Quick 4-H profile
• Since beginning more than 100 years ago, 4-H has grown into the largest youth development program in the country, backed by a network of more than 6 million youths, 540,000 adult volunteers, 3,500 professionals and more than 60 million alumni.
• 4-H prepares youths to be leaders through hands-on experiences alongside their peers and adults. Community clubs, after-school programs, school enrichment, camps/workshops, and special interest programs are ways Indiana children can be involved.
• 4-H is delivered through America's 109 land-grant universities and the Cooperative Extension Service. It can be found in every Indiana county as delivered through Purdue Extension.
Source: Purdue Extension
“I really like to see what kids do with their interests. That's the best part.”– Stephanie Bailey, Fort Wayne 4-H club leader
On a cool spring evening in the heart of downtown, Stephanie Bailey unpacked supplies meant to give children, as she said, “a crash course in code breaking.”
The largely paper-and-crayon activity didn't give the group insight into spies or subterfuge. Rather, it provided a dose of science, specifically about genes.
While Bailey might have seemed like a teacher at times – particularly when discussing chromosomes – the nearly dozen children she instructed at Foellinger-Freimann Botanical Conservatory weren't her students but 4-H club members.
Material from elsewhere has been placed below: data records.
//! Tracing subscriber setup for pathwatch binaries.
//!
//! The `[logging]` section of a configuration file maps onto
//! [`LoggingConfig`]. Each monitor task runs inside a `monitor` span carrying
//! its connection label, so `span_events` controls whether monitor lifetimes
//! show up in the output.

use std::str::FromStr;

use serde::{Deserialize, Serialize};
use tracing::Level;
use tracing_subscriber::filter::LevelFilter;
use tracing_subscriber::fmt::format::FmtSpan;
use tracing_subscriber::{fmt, EnvFilter};

use crate::error::{Error, Result};

/// Output format of log lines
#[derive(Debug, Clone, Copy, Default, PartialEq, Eq, Serialize, Deserialize)]
#[serde(rename_all = "snake_case")]
pub enum LogFormat {
    #[default]
    Full,
    Compact,
    /// One JSON object per line
    Json,
}

/// Which span lifecycle events are logged
#[derive(Debug, Clone, Copy, Default, PartialEq, Eq, Serialize, Deserialize)]
#[serde(rename_all = "snake_case")]
pub enum SpanEvents {
    #[default]
    None,
    /// Span creation and close, e.g. a monitor starting and ending
    Lifecycle,
    /// Every entry into and exit from a span
    Active,
}

impl SpanEvents {
    fn fmt_span(self) -> FmtSpan {
        match self {
            SpanEvents::None => FmtSpan::NONE,
            SpanEvents::Lifecycle => FmtSpan::NEW | FmtSpan::CLOSE,
            SpanEvents::Active => FmtSpan::ACTIVE,
        }
    }
}

/// Logging section of the configuration file
#[derive(Debug, Clone, PartialEq, Eq, Serialize, Deserialize)]
#[serde(default)]
pub struct LoggingConfig {
    /// Default level; `RUST_LOG` directives take precedence
    pub level: String,
    pub format: LogFormat,
    pub span_events: SpanEvents,
    /// Include source file and line
    pub file_info: bool,
}

impl Default for LoggingConfig {
    fn default() -> Self {
        Self {
            level: "info".to_string(),
            format: LogFormat::Full,
            span_events: SpanEvents::None,
            file_info: false,
        }
    }
}

impl LoggingConfig {
    pub fn with_level(mut self, level: impl Into<String>) -> Self {
        self.level = level.into();
        self
    }

    pub fn with_format(mut self, format: LogFormat) -> Self {
        self.format = format;
        self
    }

    pub fn with_span_events(mut self, span_events: SpanEvents) -> Self {
        self.span_events = span_events;
        self
    }

    /// The parsed default level
    pub fn level(&self) -> Result<Level> {
        parse_log_level(&self.level)
    }

    pub fn validate(&self) -> Result<()> {
        self.level().map(|_| ())
    }
}

/// Install the global subscriber described by `config`.
///
/// Fails if the level is invalid or a global subscriber is already installed.
pub fn setup_logging(config: &LoggingConfig) -> Result<()> {
    let filter = EnvFilter::builder()
        .with_default_directive(LevelFilter::from_level(config.level()?).into())
        .from_env_lossy();

    let builder = fmt::Subscriber::builder()
        .with_env_filter(filter)
        .with_span_events(config.span_events.fmt_span())
        .with_file(config.file_info)
        .with_line_number(config.file_info);

    let installed = match config.format {
        LogFormat::Full => builder.try_init(),
        LogFormat::Compact => builder.compact().try_init(),
        LogFormat::Json => builder.json().try_init(),
    };

    installed.map_err(|e| Error::Logging(e.to_string()))
}

/// Parse a log level name, case-insensitively
pub fn parse_log_level(level: &str) -> Result<Level> {
    Level::from_str(level).map_err(|_| Error::Config(format!("Invalid log level: {}", level)))
}

#[cfg(test)]
mod tests {
    use super::*;

    #[test]
    fn test_parse_log_level() {
        assert_eq!(parse_log_level("trace").unwrap(), Level::TRACE);
        assert_eq!(parse_log_level("WARN").unwrap(), Level::WARN);
        assert!(matches!(parse_log_level("chatty"), Err(Error::Config(_))));
    }

    #[test]
    fn test_span_events_mapping() {
        assert_eq!(SpanEvents::None.fmt_span(), FmtSpan::NONE);
        assert_eq!(SpanEvents::Lifecycle.fmt_span(), FmtSpan::NEW | FmtSpan::CLOSE);
        assert_eq!(SpanEvents::Active.fmt_span(), FmtSpan::ACTIVE);
    }

    #[test]
    fn test_parse_section() {
        let config: LoggingConfig = toml::from_str(
            r#"
            level = "debug"
            format = "json"
            span_events = "lifecycle"
            "#,
        )
        .unwrap();
        assert_eq!(config.level().unwrap(), Level::DEBUG);
        assert_eq!(config.format, LogFormat::Json);
        assert_eq!(config.span_events, SpanEvents::Lifecycle);
        assert!(!config.file_info);

        let config = LoggingConfig::default()
            .with_level("loud")
            .with_format(LogFormat::Compact);
        assert!(config.validate().is_err());
    }

    #[test]
    fn test_rejects_unknown_format() {
        assert!(toml::from_str::<LoggingConfig>("format = \"xml\"").is_err());
    }

    #[test]
    fn test_setup_rejects_bad_level() {
        let config = LoggingConfig::default().with_level("chatty");
        assert!(matches!(setup_logging(&config), Err(Error::Config(_))));
    }
}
Bailey leads two 4-H clubs through the Allen County Purdue Extension; the other club, a home-school group, meets at the Allen County Public Library. It's a role this mother of five has had for about eight years, but her 4-H tenure is much longer. She participated in the organization as a girl.
Leading a club seemed natural, she said, noting her parents were 4-H leaders.
“I also had other wonderful 4-H leaders when I was a child who were caring and knowledgeable, obvious forces for good in our small community in central Kansas,” she said.
“I stay a 4-H leader because I love to see young people stepping into service and leadership roles within the organization and developing their God-given interests and abilities. Skills learned in club meetings, projects and events translate for kids straight into their communities and then their adult lives.”
The group Bailey oversees at the botanical conservatory began this year. Area children were welcomed to join by mid-May and were assured in the description that neither cow ownership nor gardening know-how was a prerequisite.
Bailey, who grew up on a farm, said 4-H has many non-agricultural programs, making it more friendly to city youth.
Allen County has about 20 4-H clubs, including community ones that meet monthly and appeal to a broad variety of interests, horse and pony clubs, llama clubs, a robotics club, and a dog club, said Samm Johnson, 4-H youth development extension educator.
Each club has an adult leader. While it's not difficult to find leaders with 4-H experience, he said, it can be difficult to find people who can bring new skills or who can start a club in new areas of the city.
“We love Stephanie,” Johnson said, describing her as passionate and caring. “She wants kids to be passionate about the world.”
Bailey said she enjoys watching children absorb information and likes helping them pursue their strengths.